Extremism detection is an important area of natural language processing (NLP). It is used to detect hate speech, sectarianism, and terrorism on social media. This field has been discussed and studied in many international languages, especially Arabic and English, as many studies touched on languages in particular, but dialects were not addressed even though users of social networking sites write in their dialect. One of the most difficult Arabic dialects is the Iraqi dialect. Because the Iraqi dialect has few sources on the Internet regarding available data that can be used by researchers, this research aims to detect extremism in Iraqi texts using machine learning.
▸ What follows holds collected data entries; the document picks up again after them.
//! Control plane for test runs.
//!
//! The orchestrator accepts submissions, persists the initial record,
//! detaches the engine task, and mediates all reads and mutations of run
//! state: live runs are served from the executor's active-run table,
//! terminal runs from the repository. It never crashes on a single run's
//! failure.

use std::sync::Arc;

use tracing::{error, info};
use uuid::Uuid;

use crate::errors::OrchestratorError;
use crate::executor::TestExecutor;
use crate::run::{RunResult, RunStatus, TestConfig};
use crate::spec::TestSpec;
use crate::storage::{RunQuery, RunRepository};

/// Result of a cancellation request.
#[derive(Debug, Clone, Copy, PartialEq, Eq)]
pub enum CancelOutcome {
    /// The run was active and cancellation was signalled.
    Signalled,
    /// The run had already reached the given terminal status.
    AlreadyTerminal(RunStatus),
}

/// One orchestrator is created per process and shared behind an `Arc`.
pub struct Orchestrator {
    executor: Arc<TestExecutor>,
    repository: Arc<dyn RunRepository>,
}

impl Orchestrator {
    pub fn new(executor: Arc<TestExecutor>, repository: Arc<dyn RunRepository>) -> Self {
        Self { executor, repository }
    }

    /// Validate and accept a spec, persist the pending record, and launch
    /// execution in the background. Returns immediately with the run id;
    /// the run is guaranteed to reach a terminal status observable via
    /// [`get`](Self::get).
    pub async fn submit(&self, spec: TestSpec) -> Result<Uuid, OrchestratorError> {
        spec.validate()?;

        let pending = RunResult::new(spec.clone());
        let run_id = pending.id;
        self.repository.save(&pending).await?;

        let executor = self.executor.clone();
        let repository = self.repository.clone();
        tokio::spawn(async move {
            let result = executor.run_with(spec, Some(run_id), None).await;

            if let Err(e) = repository.save(&result).await {
                error!(run_id = %run_id, error = %e, "Failed to persist run result");
            }

            // Keep the per-name config registry pointing at the latest spec.
            let config = TestConfig::new(result.spec.clone());
            if let Err(e) = repository.save_test_config(&config).await {
                error!(run_id = %run_id, error = %e, "Failed to upsert test config");
            }
        });

        info!(run_id = %run_id, "Run submitted");
        Ok(run_id)
    }

    /// The run's current state: the live record while active, otherwise
    /// the persisted one.
    pub async fn get(&self, run_id: Uuid) -> Result<RunResult, OrchestratorError> {
        if let Some(live) = self.executor.active_run(run_id) {
            return Ok(live);
        }
        self.repository
            .load(run_id)
            .await?
            .ok_or(OrchestratorError::RunNotFound(run_id))
    }

    /// Signal cancellation. Terminal runs report their status benignly;
    /// unknown runs are an error.
    pub async fn cancel(&self, run_id: Uuid) -> Result<CancelOutcome, OrchestratorError> {
        if self.executor.cancel(run_id) {
            return Ok(CancelOutcome::Signalled);
        }

        match self.repository.load(run_id).await? {
            Some(run) if run.status.is_terminal() => Ok(CancelOutcome::AlreadyTerminal(run.status)),
            _ => Err(OrchestratorError::RunNotFound(run_id)),
        }
    }

    /// Remove a terminal run from the repository. Active runs are refused.
    pub async fn delete(&self, run_id: Uuid) -> Result<(), OrchestratorError> {
        if self.executor.is_active(run_id) {
            return Err(OrchestratorError::RunActive(run_id));
        }
        if self.repository.delete(run_id).await? {
            Ok(())
        } else {
            Err(OrchestratorError::RunNotFound(run_id))
        }
    }

    /// List runs, substituting live records for entries still in flight so
    /// callers see up-to-the-moment progress.
    pub async fn list(&self, query: &RunQuery) -> Result<(Vec<RunResult>, usize), OrchestratorError> {
        let (mut runs, total) = self.repository.list(query).await?;
        for run in &mut runs {
            if let Some(live) = self.executor.active_run(run.id) {
                *run = live;
            }
        }
        Ok((runs, total))
    }

    /// The per-name config registry entry, if any.
    pub async fn get_test_config(&self, name: &str) -> Result<Option<TestConfig>, OrchestratorError> {
        Ok(self.repository.get_test_config(name).await?)
    }

    /// All registered test configs.
    pub async fn list_test_configs(&self, enabled_only: bool) -> Result<Vec<TestConfig>, OrchestratorError> {
        Ok(self.repository.list_test_configs(enabled_only).await?)
    }

    /// Toggle a test config. Returns false when the name is unknown.
    pub async fn set_test_enabled(&self, name: &str, enabled: bool) -> Result<bool, OrchestratorError> {
        Ok(self.repository.set_test_enabled(name, enabled).await?)
    }

    /// Remove a test config. Returns false when the name is unknown.
    pub async fn delete_test_config(&self, name: &str) -> Result<bool, OrchestratorError> {
        Ok(self.repository.delete_test_config(name).await?)
    }
}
The data was pre-processed by deleting suffixes and prefixes for Iraqi words, deleting repeated letters in the word, and deleting Iraqi stop words. Pre-trained embedding as well as embedding using Gensim Word2vec and FastText were used to represent the words in the embedding step. Also, four learning classifiers were used: Support Vector Machine (SVM), Logistic Regression (LR), K-Nearest Neighbor (KNN), and Gaussian Naive Bayes (GNB). The experiments were conducted on two Iraqi datasets collected from social media platforms related to extremism: the Iraqi Facebook Comments Dataset (IFCD) and the Iraqi Tweets Dataset (ITD). The performance of all models was evaluated using accuracy, macro-average precision, macro-average recall, and macro-average F1-score; the best F1-score is 0.9521, while recall and precision are 0.95 and 0.955, respectively. In addition, the models presented in this research were tested on an Iraqi data set related to hate speech available on the Internet, and the results obtained were compared with the results of the work that provided this data set.